Ce qui est tout à fait extraordinaire, c’est la rapidité avec laquelle la civilisation du moyen âge tomba dans le plus complet oubli ; les hommes du XVIIe siècle n’en avaient plus la moindre notion, et les monuments qui en subsistaient ne représentaient plus rien à leurs yeux, ni dans l’ordre intellectuel, ni même dans l’ordre esthétique ; on peut juger par-là combien la mentalité avait été changée dans l’intervalle.

Cette mentalité avait changé, comment et pourquoi ? J’en reviens toujours à cette remarque de Thomas Frank dans la conquête du cool : sur les panneaux publicitaires on voit que la nation américaine a muté en cinq ans. Le peuple nouveau de l’autre… Rôle de la typographie (Macluhan, qui a bien expliqué comment la typographie nous aura altérés en occident, et définitivement, et continuellement) et des nouvelles formes de communication.

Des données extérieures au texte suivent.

//! # fd-math
//!
//! Mathematical utilities: bounded 1-D minimisation, numerical integration,
//! the normal distribution (via statrs), and floating-point comparison.

#![warn(missing_docs)]
#![forbid(unsafe_code)]

// ── Modules ───────────────────────────────────────────────────────────────────

/// Floating-point comparison utilities.
pub mod comparison;

/// Probability distributions.
pub mod distributions;

/// Numerical integration.
pub mod integrals;

/// Bounded 1D minimisers.
pub mod minimizers1d;

// ── Convenience re-exports ────────────────────────────────────────────────────

pub use comparison::{close, close_enough};
pub use distributions::{normal_cdf, normal_pdf};
pub use integrals::{Integrator, SimpsonIntegral};
pub use minimizers1d::{brent_minimize, golden_section, Minimum};
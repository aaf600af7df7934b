//! Black–Scholes on a uniform log-spot axis.
//!
//! With `x = ln S` and `τ` the time to expiry the price solves
//!
//! ```text
//! u_τ = ½σ² u_xx + (r - q - ½σ²) u_x - r u
//! ```
//!
//! Both ends of the axis assume the price is linear in `S` (`u_xx = u_x`),
//! which reduces the PDE there to `u_τ = (r - q) u_x - r u` with a
//! one-sided two-point `u_x`. The operator stays tridiagonal under the
//! centered policy. There are no mixed terms, so the engine is diagonalized
//! straight away and every scheme applies.

use fd_core::{
    errors::{Error, Result},
    Real, Time,
};
use fd_methods::finite_differences::coefficients::with_policy;
use fd_methods::{
    steps_for, uniform_axis, BandedOperator, Combine, DiagonalizedOperator,
    FiniteDifferenceEngine, Grid, Implicit, Scheme,
};
use tracing::debug;

use crate::config::BlackScholesGridConfig;
use crate::option::BlackScholesOption;

/// Finite-difference pricer for a [`BlackScholesOption`].
#[derive(Debug, Clone)]
pub struct BlackScholesFiniteDifferenceEngine {
    option: BlackScholesOption,
    config: BlackScholesGridConfig,
    engine: FiniteDifferenceEngine<DiagonalizedOperator>,
    spot_index: usize,
}

impl BlackScholesFiniteDifferenceEngine {
    /// Build the grid and operator.
    pub fn new(option: BlackScholesOption, config: BlackScholesGridConfig) -> Result<Self> {
        option.validate()?;
        let n = config.nspots;
        if n < 3 || !(config.std_devs > 0.0) {
            return Err(Error::Configuration(format!(
                "Black-Scholes grid needs at least 3 spots and a positive width, got {n} spots over {} std devs",
                config.std_devs
            )));
        }
        let BlackScholesOption {
            interest_rate: r,
            dividend_yield: q,
            variance,
            ..
        } = option;

        let width = config.std_devs * option.volatility() * option.tenor.sqrt();
        let dx = 2.0 * width / (n - 1) as Real;
        let spot_index = (n - 1) / 2;
        let low = option.spot.ln() - spot_index as Real * dx;
        let axis = uniform_axis(low, low + (n - 1) as Real * dx, n)?;
        let grid = Grid::new(vec![axis], |p| option.payoff(p[0].exp()))?;
        let deltas = grid.deltas(0);

        let coefficients = with_policy(&deltas, config.spot_wind)?;
        let mut op = BandedOperator::new(coefficients.second)
            .scale(0.5 * variance)
            .combine(
                &BandedOperator::new(coefficients.first).scale(r - q - 0.5 * variance),
                Combine::Add,
            )?
            .add_to_diagonal(-r)
            .with_stencils(coefficients.stencils);

        let drift = r - q;
        let (first, last) = (deltas[0], deltas[n - 2]);
        op.set_row(0, &[(0, -drift / first - r), (1, drift / first)]);
        op.set_row(n - 1, &[(-1, -drift / last), (0, drift / last - r)]);
        debug!(
            n,
            dx,
            offsets = ?op.offsets(),
            tridiagonal = op.is_tridiagonal(),
            "Black-Scholes operator built"
        );

        let engine = FiniteDifferenceEngine::new(grid, vec![op])?.diagonalize();
        Ok(Self {
            option,
            config,
            engine,
            spot_index,
        })
    }

    /// The contract.
    pub fn option(&self) -> &BlackScholesOption {
        &self.option
    }

    /// The grid configuration.
    pub fn config(&self) -> &BlackScholesGridConfig {
        &self.config
    }

    /// The underlying engine.
    pub fn engine(&self) -> &FiniteDifferenceEngine<DiagonalizedOperator> {
        &self.engine
    }

    /// Mutable access to the underlying engine.
    pub fn engine_mut(&mut self) -> &mut FiniteDifferenceEngine<DiagonalizedOperator> {
        &mut self.engine
    }

    /// The grid (axis in `ln S`).
    pub fn grid(&self) -> &Grid {
        self.engine.grid()
    }

    /// The spatial operator.
    pub fn operator(&self) -> &BandedOperator {
        &self.engine.axis_operators()[0]
    }

    /// Index of the knot at `ln(spot)`.
    pub fn spot_index(&self) -> usize {
        self.spot_index
    }

    /// Steps of size `dt` covering the tenor.
    pub fn steps(&self, dt: Time) -> usize {
        steps_for(self.option.tenor, dt)
    }

    /// March the payoff to today with `scheme`.
    pub fn run<S: Scheme<DiagonalizedOperator> + ?Sized>(
        &mut self,
        scheme: &S,
        dt: Time,
    ) -> Result<Vec<Real>> {
        let steps = self.steps(dt);
        let initial = self.engine.grid().initial().to_vec();
        self.engine.run(scheme, steps, dt, &initial)
    }

    /// As [`run`](Self::run), after `smoothing_steps` pairs of implicit
    /// half steps.
    pub fn run_smooth<S: Scheme<DiagonalizedOperator> + ?Sized>(
        &mut self,
        scheme: &S,
        dt: Time,
        smoothing_steps: usize,
    ) -> Result<Vec<Real>> {
        let steps = self.steps(dt);
        let initial = self.engine.grid().initial().to_vec();
        self.engine
            .solve_smooth(steps, dt, &initial, smoothing_steps, scheme)
    }

    /// Fully implicit run; the price today.
    pub fn price_implicit(&mut self, dt: Time) -> Result<Real> {
        let values = self.run(&Implicit::default(), dt)?;
        self.price(&values)
    }

    /// The solution read at today's spot.
    pub fn price(&self, values: &[Real]) -> Result<Real> {
        self.grid().interpolate(values, &[self.option.spot.ln()])
    }

    /// `(∂V/∂S, ∂²V/∂S²)` at the spot knot from centered log-space
    /// differences.
    pub fn delta_gamma(&self, values: &[Real]) -> Result<(Real, Real)> {
        if values.len() != self.grid().len() {
            return Err(Error::InvalidArgument(format!(
                "{} values on a grid of {} points",
                values.len(),
                self.grid().len()
            )));
        }
        let i = self.spot_index;
        let axis = self.grid().axis(0);
        let (hm, hp) = (axis[i] - axis[i - 1], axis[i + 1] - axis[i]);
        let (vm, v, vp) = (values[i - 1], values[i], values[i + 1]);
        let ux = (vp - vm) / (hm + hp);
        let uxx = 2.0 * (hm * vp - (hm + hp) * v + hp * vm) / (hm * hp * (hm + hp));
        let s = axis[i].exp();
        Ok((ux / s, (uxx - ux) / (s * s)))
    }

    /// Closed-form price of the contract.
    pub fn analytical(&self) -> Real {
        self.option.analytical()
    }
}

Toujours est-il que la bourgeoisie s’est mise en place sous les Rois (autorité spirituelle et pouvoir temporel…) et pas en 1789 – et qu’elle a la vie dure. N’est-elle pas la seule classe révolutionnaire (Marx), celle dont l’ultime mission révolutionnaire (Schwab-Harari-Malleret) est maintenant l’extermination physique de l’humanité-pas-argentée pour sauver le climat ? Avec des bourgeois-puritains comme ça, on n’a vraiment pas besoin de bolchéviques ou de maoïstes.